Ever heard of Henry Kaiser? How about William Knudsen? These are only two of the many names identified in this wonderful book about the days and years leading up to World War II and America’s role in insuring its victory over Nazi Germany, Italy and Japan.
For me this was a wonderful read. I have read about WWII and I have watched numerous television documentaries about the war but I had never heard of the activities of American businesses that led to the Allied Victory. President Roosevelt had many detractors back in the 1930s and 40s. Knowing what I know about him today I believe I would have been one of those detractors. But give him credit where credit is due – he had the courage to select a team of business leaders that resulted in our victorious efforts when most of the country was against the decisions he made in regard to building up America’s war machine.
Author Arthur Herman identifies the names of individuals who clearly demonstrated a “can do – consider it done” attitude that may never be repeated. In fact the title of this book could have been “Can do! Consider It Done!” In general, it was decided by these business leaders that no government control would ever achieve what was needed. Instead if government would let businesses identify the problem, they would formulate the solutions, their own competitive juices would insure that not only would the problems be solved, they would be solved in record time and amounts proving that tremendous things can be done when the government gets out of the way.
Aside from what businesses did there was one overriding thought that I could not avoid while reading Herman’s book and that is “Take a look around you. Everything changes, but nothing changes.” from the movie Take Me Home Tonight. During the late 1930s early 1940s a majority of Americans were against getting involved in the war. On one had they had blinders on as to what was actually happening around the world while on the other hand they did what they could to criticize anyone and everything that suggested America needed to plan for the worst but expect the best. These people were not just citizens; they also included the news media, reporters, print news, and worse, our elected politicians who were charged through the Constitution with protecting America and American interests. The worst offenders were the labor unions who in the face of an Axis victory took the opportunity to engage in hundreds of strikes costing America time and money when creating periods when it was not preparing for the worst that war would bring to our shores. Like it or not, most of the unions were infested with Communist organizers. I suggest that if you do not like what I just wrote or fail to appreciate the truth in that statement that you look up the 45 specific goals of The Communist Party USA; look at Objective #36, Infiltrate and gain control of more unions. You can read all 45 at: http://www.rense.com/general32/americ.htm Then came the kicker – there was fake news back in the 30s and 40s; just like today!

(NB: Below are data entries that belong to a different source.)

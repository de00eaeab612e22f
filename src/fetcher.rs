//! HTTP fetcher implementation
//!
//! Both network calls of a run go through here: the robots.txt GET and the
//! page GET. Each is a single attempt; there is no retry or redirect logic
//! beyond reqwest's defaults.

use crate::FetchError;
use reqwest::Client;

/// Builds the HTTP client shared by the robots check and the page fetch
///
/// No custom headers and no timeout override are set; reqwest's defaults
/// apply.
///
/// # Returns
///
/// * `Ok(Client)` - Successfully built HTTP client
/// * `Err(reqwest::Error)` - Failed to build client (TLS backend unavailable)
pub fn build_http_client() -> Result<Client, reqwest::Error> {
    Client::builder().gzip(true).brotli(true).build()
}

/// Fetches a URL and returns its body as text
///
/// | Condition | Result |
/// |-----------|--------|
/// | 2xx | `Ok(body)` |
/// | Any other status | `FetchError::Status` |
/// | Connection, TLS, timeout, body decode | `FetchError::Network` |
///
/// # Arguments
///
/// * `client` - The HTTP client to use
/// * `url` - The URL to fetch
pub async fn fetch_text(client: &Client, url: &str) -> Result<String, FetchError> {
    let response = client.get(url).send().await?;

    let status = response.status();
    tracing::debug!("GET {} -> {}", url, status.as_u16());

    if !status.is_success() {
        return Err(FetchError::Status(status.as_u16()));
    }

    let body = response.text().await?;

    tracing::debug!("Read {} bytes from {}", body.len(), url);
    Ok(body)
}
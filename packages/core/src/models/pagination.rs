use crate::models::document::Document;
use crate::models::query::SortOrder;
use serde::Serialize;

/// Default page size when the caller does not specify one
pub const DEFAULT_PAGE_LIMIT: u64 = 20;

/// Largest page a caller may request
pub const MAX_PAGE_LIMIT: u64 = 100;

/// Page request for `Repository::paginate` (pages are 1-based)
#[derive(Debug, Clone, PartialEq)]
pub struct PageRequest {
    pub page: u64,
    pub limit: u64,
    pub sort: Vec<(String, SortOrder)>,
}

impl Default for PageRequest {
    fn default() -> Self {
        Self {
            page: 1,
            limit: DEFAULT_PAGE_LIMIT,
            sort: Vec::new(),
        }
    }
}

impl PageRequest {
    pub fn new(page: u64, limit: u64) -> Self {
        Self {
            page,
            limit,
            sort: Vec::new(),
        }
    }

    pub fn sort_by(mut self, field: impl Into<String>, order: SortOrder) -> Self {
        self.sort.push((field.into(), order));
        self
    }

    /// Page and limit clamped into their valid ranges
    pub fn normalized(&self) -> (u64, u64) {
        let page = self.page.max(1);
        let limit = self.limit.clamp(1, MAX_PAGE_LIMIT);
        (page, limit)
    }
}

/// Pagination metadata returned alongside a page of records
#[derive(Debug, Clone, PartialEq, Eq, Serialize)]
#[serde(rename_all = "camelCase")]
pub struct PaginationInfo {
    pub page: u64,
    pub limit: u64,
    pub total: u64,
    pub pages: u64,
    pub has_next: bool,
    pub has_prev: bool,
}

impl PaginationInfo {
    pub fn new(page: u64, limit: u64, total: u64) -> Self {
        let pages = if limit == 0 { 0 } else { total.div_ceil(limit) };
        Self {
            page,
            limit,
            total,
            pages,
            has_next: page < pages,
            has_prev: page > 1,
        }
    }
}

/// One page of records plus its metadata
#[derive(Debug, Clone, PartialEq, Serialize)]
pub struct Paginated<T = Document> {
    pub data: Vec<T>,
    pub pagination: PaginationInfo,
}

#[cfg(test)]
mod tests {
    use super::*;

    #[test]
    fn pagination_arithmetic() {
        let info = PaginationInfo::new(1, 10, 25);
        assert_eq!(info.pages, 3);
        assert!(info.has_next);
        assert!(!info.has_prev);

        let info = PaginationInfo::new(3, 10, 25);
        assert!(!info.has_next);
        assert!(info.has_prev);

        let info = PaginationInfo::new(1, 10, 0);
        assert_eq!(info.pages, 0);
        assert!(!info.has_next);
    }

    #[test]
    fn page_request_is_clamped() {
        assert_eq!(PageRequest::new(0, 0).normalized(), (1, 1));
        assert_eq!(PageRequest::new(2, 5000).normalized(), (2, MAX_PAGE_LIMIT));
    }
}
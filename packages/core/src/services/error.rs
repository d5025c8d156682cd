//! Service Layer Error Types

use crate::config::ConfigError;
use crate::db::StoreError;
use crate::repositories::RepositoryError;
use crate::search::SearchIndexError;
use thiserror::Error;

/// `DatabaseManager` errors
#[derive(Error, Debug)]
pub enum ManagerError {
    /// A repository or adapter was requested before `initialize`
    #[error("Database manager is not initialized")]
    NotInitialized,

    #[error("Unknown repository '{name}'; valid repositories: {}", .valid.join(", "))]
    UnknownRepository { name: String, valid: Vec<String> },

    #[error("Store operation failed: {0}")]
    Store(#[from] StoreError),

    #[error("Repository operation failed: {0}")]
    Repository(#[from] RepositoryError),

    #[error("Invalid configuration: {0}")]
    Config(#[from] ConfigError),

    #[error("Search indexer setup failed: {0}")]
    Search(#[from] SearchIndexError),
}

impl ManagerError {
    pub fn unknown_repository(name: impl Into<String>, valid: &[&str]) -> Self {
        Self::UnknownRepository {
            name: name.into(),
            valid: valid.iter().map(|s| s.to_string()).collect(),
        }
    }
}
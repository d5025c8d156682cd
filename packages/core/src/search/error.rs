//! Search Error Types

use crate::db::StoreError;
use serde::Serialize;
use thiserror::Error;

/// Search engine and indexing failures
///
/// These stop at the `SearchIndexer` boundary: the indexer logs them and
/// reports an [`IndexOutcome`] or `None` instead of propagating.
#[derive(Error, Debug)]
pub enum SearchIndexError {
    #[error("Search is disabled")]
    Disabled,

    #[error("Search engine unreachable: {0}")]
    Unreachable(String),

    #[error("Search engine rejected request ({status}): {message}")]
    Rejected { status: u16, message: String },

    #[error("Store error during indexing: {0}")]
    Store(#[from] StoreError),

    #[error("Search serialization error: {0}")]
    Serialization(String),
}

impl From<reqwest::Error> for SearchIndexError {
    fn from(err: reqwest::Error) -> Self {
        if err.is_decode() {
            Self::Serialization(err.to_string())
        } else {
            Self::Unreachable(err.to_string())
        }
    }
}

/// Result of a fire-and-report indexing operation
#[derive(Debug, Clone, PartialEq, Eq, Serialize)]
#[serde(tag = "status", content = "detail", rename_all = "lowercase")]
pub enum IndexOutcome {
    /// This many documents reached the engine
    Indexed(usize),
    /// Search disabled, or the collection is not searchable
    Skipped,
    /// The operation failed; the reason was logged
    Failed(String),
}

impl IndexOutcome {
    pub fn is_failed(&self) -> bool {
        matches!(self, IndexOutcome::Failed(_))
    }
}
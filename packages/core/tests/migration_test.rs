//! Migration runner against on-disk databases

use serde_json::json;
use tempfile::TempDir;
use unistore_core::db::{LibsqlConfig, LibsqlStore, MigrationState, StoreAdapter};
use unistore_core::models::{collections, doc, document_id};

fn file_config(dir: &TempDir, auto_migrate: bool) -> LibsqlConfig {
    let mut config =
        LibsqlConfig::local(dir.path().join("app.db").to_string_lossy().to_string());
    config.auto_migrate = auto_migrate;
    config
}

#[tokio::test]
async fn test_second_run_applies_nothing_and_keeps_ledger() -> anyhow::Result<()> {
    let dir = TempDir::new()?;
    let store = LibsqlStore::new(file_config(&dir, false))?;
    store.connect().await?;
    let runner = store.migration_runner()?;

    let first = runner.run_migrations().await?;
    assert_eq!(first.applied.len(), 3);
    assert_eq!(first.already_applied, 0);
    let ledger = runner.applied_migrations().await?;

    let second = runner.run_migrations().await?;
    assert!(second.applied.is_empty());
    assert_eq!(second.already_applied, 3);
    assert_eq!(runner.applied_migrations().await?, ledger);
    assert_eq!(runner.state(), MigrationState::Migrated);
    assert!(runner.pending_migrations().await?.is_empty());

    store.disconnect().await?;
    Ok(())
}

#[tokio::test]
async fn test_reopening_a_migrated_file_keeps_data() -> anyhow::Result<()> {
    let dir = TempDir::new()?;

    let store = LibsqlStore::new(file_config(&dir, true))?;
    store.connect().await?;
    let created = store
        .create(
            collections::USERS,
            doc(json!({"email": "ada@example.com", "username": "ada"})),
        )
        .await?;
    let id = document_id(&created).expect("id");
    store.disconnect().await?;

    // Auto-migration on reconnect must not touch existing tables
    let store = LibsqlStore::new(file_config(&dir, true))?;
    store.connect().await?;
    let status = store.migration_runner()?.status().await?;
    assert_eq!(status.applied.len(), 3);
    assert!(status.pending.is_empty());
    assert!(store.find_by_id(collections::USERS, &id).await?.is_some());
    store.disconnect().await?;
    Ok(())
}

#[tokio::test]
async fn test_rollback_then_reapply() -> anyhow::Result<()> {
    let dir = TempDir::new()?;
    let store = LibsqlStore::new(file_config(&dir, false))?;
    store.connect().await?;
    let runner = store.migration_runner()?;
    runner.run_migrations().await?;

    let reverted = runner.rollback_last_migration().await?;
    assert_eq!(reverted.as_deref(), Some("0003_query_indexes.sql"));
    assert_eq!(
        runner.pending_migrations().await?,
        vec!["0003_query_indexes.sql".to_string()]
    );

    let report = runner.run_migrations().await?;
    assert_eq!(report.applied, vec!["0003_query_indexes.sql".to_string()]);
    assert_eq!(report.already_applied, 2);

    store.disconnect().await?;
    Ok(())
}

There were power struggles in all aspects of America life where everything was in play when it came to destroying anyone you disagreed with. My take away from the book was that everything changes and nothing changes. I saw what happened in 1938-1943 very similar to what is happening today. Then the country was against everything and anything that FDR tried to do except when it came to dealing with the labor unions and expanding the Federal Government. Today everyone is against whatever President Trump does even when it results in good things happening in our country. Everything changes; nothing changes.
Maybe what turned out to be so disturbing to me was at the end of the book when it became apparent that a great many people who had absolutely nothing to do with winning the war literally re-wrote history to the point of excluding the contributions made and names of the people most instrumental in our victory. Ever heard of William Knudsen? Neither me. Point made!
Who should read this book? EVERYONE, seriously, EVERYONE. It is a piece of American history I doubt most people are aware of but should be. Would I read it again? Probably not since I understand what it implies with the first read. Would I recommend it to others? Absolutely! Would I give it as a gift? Absolutely!